Test target: SQLite 3.45 amalgamation (260K lines, single-file C).
31 bugs fixed across:
- Peephole optimizer (6): dead reg elimination, loop rotation, fuse_add_sign_extend, fuse_signext_and_move, indirect call
- Register allocator (4): phi coalesce linked list, phi coalesce cross-block uses, phi coalesce multi-block loop body, callee-save boundary
- Stack layout (5): callee-save padding, slot alias preservation, cross-block alias, multi-def alias, phi incoming protection
- Call codegen (3): indirect call stack corruption, stack arg RSP tracking, FPO stack_base
- Frame/addressing (3): RSP/RBP mode leak, variadic FPO override, emit_instr_rbp FPO
- Value handling (4): alloca Copy materialization, post-decrement volatile, GVN volatile bypass, emergency spills
- SIB/indexed addressing (2): register conflict check, Phase 9 stale register disable
- Jump table (1): i128 overflow protection
- Other (3): operand_to_callee_reg fallback, liveness phi extension, debug infrastructure
Results:
- SQLite fully works: CREATE TABLE, INSERT, UPDATE, DELETE, SELECT with WHERE/ORDER BY/LIMIT, JOIN, subqueries, GROUP BY, UNION ALL, transactions, prepared statements, aggregates, typeof/coalesce/CASE
- 18/18 compatibility tests pass
- Build flags:
CCC_NO_PEEPHOLE=1 CCC_DISABLE_PASSES=vectorize,gvn
Phase 15 — Peephole Re-enablement for SQLite (Complete)
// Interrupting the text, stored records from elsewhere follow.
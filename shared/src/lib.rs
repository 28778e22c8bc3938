//! Shared configuration types for the AuthZ guard
//!
//! This crate provides the configuration surface used across the core and
//! infrastructure layers: key store location, revocation sweep cadence, and
//! event channel names.

pub mod config;

// Re-export commonly used items at crate root
pub use config::{AuthzConfig, EventChannelsConfig, KeyStoreConfig, RevocationConfig};
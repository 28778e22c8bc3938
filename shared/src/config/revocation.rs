//! Revocation cache configuration

use serde::{Deserialize, Serialize};
use std::time::Duration;

/// Settings for the in-memory revocation cache.
#[derive(Debug, Clone, Deserialize, Serialize)]
pub struct RevocationConfig {
    /// Interval between expired-entry sweep passes, in seconds
    #[serde(default = "default_sweep_interval_secs")]
    pub sweep_interval_secs: u64,
}

impl RevocationConfig {
    /// Sweep interval as a [`Duration`]
    pub fn sweep_interval(&self) -> Duration {
        Duration::from_secs(self.sweep_interval_secs)
    }
}

impl Default for RevocationConfig {
    fn default() -> Self {
        Self {
            sweep_interval_secs: default_sweep_interval_secs(),
        }
    }
}

fn default_sweep_interval_secs() -> u64 {
    300
}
Goal: Re-enable the peephole optimizer for SQLite by identifying and fixing/disabling crashing passes.
Infrastructure added (src/backend/x86/codegen/peephole/passes/mod.rs):
CCC_PEEPHOLE_SKIP=pass1,pass2,...— disable specific sub-passes by nameCCC_NO_PEEPHOLE_PHASE1..7— disable entire phases- Skip guards applied across all phases where passes are invoked (Phase 1, 3, 4b)
Three bugs identified via binary search:
fuse_signext_and_move— rax liveness scan had 12-line window; large functions use rax beyond it. Fixed: scan to barrier, conservative default.eliminate_dead_reg_moves— jmp-following crossed basic block boundaries unsoundly (ignored CondJmp taken paths). Fixed: removed jmp-following.fold_base_index_addressing— crashes on subquery compilation. Under investigation.
Results:
- 22 of 25 peephole sub-passes now active on SQLite
- Build flags:
CCC_PEEPHOLE_SKIP=signext_move,dead_regs,base_index CCC_DISABLE_PASSES=vectorize,gvn - All 11 SQLite stress tests pass, 18/18 compat tests pass
Remaining Gap to GCC
After all phases, LCCC is within 1.3–1.8× of GCC -O2 on most workloads:
| Source | Gap | Addressable? |
|---|---|---|
| Accumulator-based codegen | 1.2–1.5× on ALU-heavy code | Fundamental architecture limit |
| Graph-coloring register allocation | ~1.1× on register-pressure code | Future (would require regalloc rewrite) |
| Better function inlining | ~1.5× on call-heavy code | Planned |
| Link-time optimization (LTO) | ~1.1× general | Future |
| Instruction scheduling | ~1.1× on latency-bound code | Future |
The goal is not to beat GCC — it’s to make CCC-compiled programs fast enough for real systems software, which means within ~1.5× of GCC on typical workloads.